The purified protein is commonly provided as a lyophilized powder in Tris/PBS-based buffer containing 6% Trehalose at pH 8.0. For experimental use, it is recommended to reconstitute the protein in deionized sterile water to a concentration of 0.1-1.0 mg/mL, with the addition of 5-50% glycerol (final concentration) for long-term storage at -20°C/-80°C .

What methodologies can researchers employ to study the functional impact of FCJ1 on mitochondrial morphology?
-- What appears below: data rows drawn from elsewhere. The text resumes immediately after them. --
impl<'s> FieldResolver<'s> {
    pub fn new(
        schema: &'s Schema,
        prefix: &'s str,
        managed: &'s HashMap<TypeIdentity, TypeOverride>,
    ) -> Self {
        Self {
            schema,
            prefix,
            managed,
        }
    }

    pub fn schema(&self) -> &'s Schema {
        self.schema
    }

    /// Emitted class name of a record type.
    pub fn class_name(&self, descriptor: &TypeDescriptor) -> String {
        format!("{}{}", self.prefix, descriptor.name)
    }

    /// Fields of `descriptor` in declaration order, with each embedded member
    /// replaced by its own fields at the position it occupied. Excluded fields
    /// are dropped here.
    ///
    /// When several fields serialize under the same name, the least nested
    /// one is kept; among equally nested ones, the first declared.
    pub fn expand(&self, descriptor: &'s TypeDescriptor) -> ConvertResult<Vec<FieldSlot<'s>>> {
        let mut slots = Vec::new();
        let mut embedding = vec![&descriptor.identity];
        self.expand_into(descriptor, &mut embedding, &mut slots)?;

        let mut shallowest: HashMap<String, usize> = HashMap::new();
        for (level, slot) in &slots {
            if let Some(name) = slot.options.serialized_name(&slot.field.name) {
                let entry = shallowest.entry(name.to_string()).or_insert(*level);
                *entry = (*entry).min(*level);
            }
        }

        let mut taken = HashSet::new();
        Ok(slots
            .into_iter()
            .filter(|(level, slot)| match slot.options.serialized_name(&slot.field.name) {
                Some(name) => shallowest.get(name) == Some(level) && taken.insert(name.to_string()),
                None => true,
            })
            .map(|(_, slot)| slot)
            .collect())
    }

    fn expand_into(
        &self,
        owner: &'s TypeDescriptor,
        embedding: &mut Vec<&'s TypeIdentity>,
        slots: &mut Vec<(usize, FieldSlot<'s>)>,
    ) -> ConvertResult<()> {
        for field in &owner.fields {
            let options = field
                .tag
                .parse()
                .map_err(|source| ConvertError::MalformedTag {
                    owner: owner.identity.clone(),
                    field: field.name.clone(),
                    source,
                })?;
            if options.is_excluded() {
                continue;
            }

            if field.embedded
                && let FieldKind::Record(identity) = field.kind.pointee()
            {
                let member = self.lookup(owner, field, identity)?;
                if !member.custom_encoding {
                    if embedding.contains(&&member.identity) {
                        return Err(ConvertError::RecursiveEmbedding {
                            owner: owner.identity.clone(),
                            field: field.name.clone(),
                        });
                    }
                    embedding.push(&member.identity);
                    self.expand_into(member, embedding, slots)?;
                    embedding.pop();
                    continue;
                }
            }

            slots.push((
                embedding.len() - 1,
                FieldSlot {
                    owner,
                    field,
                    options,
                },
            ));
        }
        Ok(())
    }

    /// The record type a field structurally depends on, if any.
    ///
    /// Overridden, unnamed, custom-encoded and well-known fields have none.
    pub fn classify(&self, slot: &FieldSlot<'s>) -> ConvertResult<Option<NestedRecord>> {
        if slot.options.ts_type.is_some()
            || slot.options.serialized_name(&slot.field.name).is_none()
        {
            return Ok(None);
        }

        let mut kind = &slot.field.kind;
        let mut depth = 0;
        loop {
            match kind {
                FieldKind::Pointer(inner) => kind = inner.as_ref(),
                FieldKind::Collection(inner) => {
                    depth += 1;
                    kind = inner.as_ref();
                }
                FieldKind::Record(identity) => {
                    if self.managed.contains_key(identity) {
                        return Ok(None);
                    }
                    let descriptor = self.lookup(slot.owner, slot.field, identity)?;
                    if descriptor.custom_encoding {
                        return Ok(None);
                    }
                    return Ok(Some(NestedRecord {
                        identity: identity.clone(),
                        class_name: self.class_name(descriptor),
                        depth,
                    }));
                }
                _ => return Ok(None),
            }
        }
    }

    /// Resolve a slot into its emitted property. `None` when the field has
    /// no serialized name.
    pub fn resolve(&self, slot: &FieldSlot<'s>) -> ConvertResult<Option<ResolvedField>> {
        let options = &slot.options;
        let Some(name) = options.serialized_name(&slot.field.name) else {
            return Ok(None);
        };

        if let Some(ts_type) = &options.ts_type {
            return Ok(Some(ResolvedField {
                name: name.to_string(),
                ts_type: ts_type.clone(),
                transform: options.ts_transform.clone(),
                omit_empty: options.omit_empty(),
                nested: None,
            }));
        }

        let structural = self.structural(slot, &slot.field.kind, 0)?;
        Ok(Some(ResolvedField {
            name: name.to_string(),
            ts_type: structural.ts_type,
            transform: options.ts_transform.clone().or(structural.transform),
            omit_empty: options.omit_empty(),
            nested: structural.nested,
        }))
    }

    fn structural(
        &self,
        slot: &FieldSlot<'s>,
        kind: &FieldKind,
        depth: usize,
    ) -> ConvertResult<Structural> {
        let quoted = depth == 0 && slot.options.as_string();
        Ok(match kind {
            FieldKind::Bool if quoted => Structural::scalar("string"),
            FieldKind::Bool => Structural::scalar("boolean"),
            FieldKind::Number if quoted => Structural::scalar("string"),
            FieldKind::Number => Structural::scalar("number"),
            FieldKind::String => Structural::scalar("string"),
            FieldKind::Bytes | FieldKind::Map(..) | FieldKind::Any => Structural::scalar(FALLBACK),
            FieldKind::Pointer(inner) => self.structural(slot, inner, depth)?,
            FieldKind::Collection(inner) => {
                let element = self.structural(slot, inner, depth + 1)?;
                Structural {
                    ts_type: array_of(&element.ts_type),
                    transform: None,
                    nested: element.nested,
                }
            }
            FieldKind::Record(identity) => {
                if let Some(mapping) = self.managed.get(identity) {
                    Structural {
                        ts_type: mapping.ts_type.clone(),
                        transform: if depth == 0 {
                            mapping.ts_transform.clone()
                        } else {
                            None
                        },
                        nested: None,
                    }
                } else {
                    let descriptor = self.lookup(slot.owner, slot.field, identity)?;
                    if descriptor.custom_encoding {
                        Structural::scalar(FALLBACK)
                    } else {
                        let class_name = self.class_name(descriptor);
                        Structural {
                            ts_type: class_name.clone(),
                            transform: None,
                            nested: Some(NestedRecord {
                                identity: identity.clone(),
                                class_name,
                                depth,
                            }),
                        }
                    }
                }
            }
        })
    }

    fn lookup(
        &self,
        owner: &TypeDescriptor,
        field: &FieldDescriptor,
        identity: &TypeIdentity,
    ) -> ConvertResult<&'s TypeDescriptor> {
        self.schema
            .get(identity)
            .ok_or_else(|| ConvertError::UnregisteredType {
                owner: owner.identity.clone(),
                field: field.name.clone(),
                identity: identity.clone(),
            })
    }
}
Researchers investigating the functional role of FCJ1 can employ several complementary approaches:

Genetic Manipulation Techniques:

• Gene deletion studies to create FCJ1-null mutants

• Controlled overexpression systems utilizing inducible promoters

• Site-directed mutagenesis to study specific functional domains

Microscopy Methods for Mitochondrial Ultrastructure Analysis:

• Transmission electron microscopy (TEM) to visualize crista junction architecture

• Electron tomography for 3D reconstruction of mitochondrial membranes

• Super-resolution fluorescence microscopy with FCJ1-fluorescent protein fusions

Biochemical Approaches:

• Co-immunoprecipitation to identify interaction partners

• Blue native gel electrophoresis to analyze membrane protein complexes

• Crosslinking mass spectrometry to map protein interaction interfaces

Studies have demonstrated that cells lacking FCJ1 exhibit dramatic ultrastructural changes, including complete absence of crista junctions and the formation of concentric stacks of inner membrane in the mitochondrial matrix. Conversely, overexpression of FCJ1 produces increased crista junction formation, branching of cristae, and enlargement of crista junction diameter .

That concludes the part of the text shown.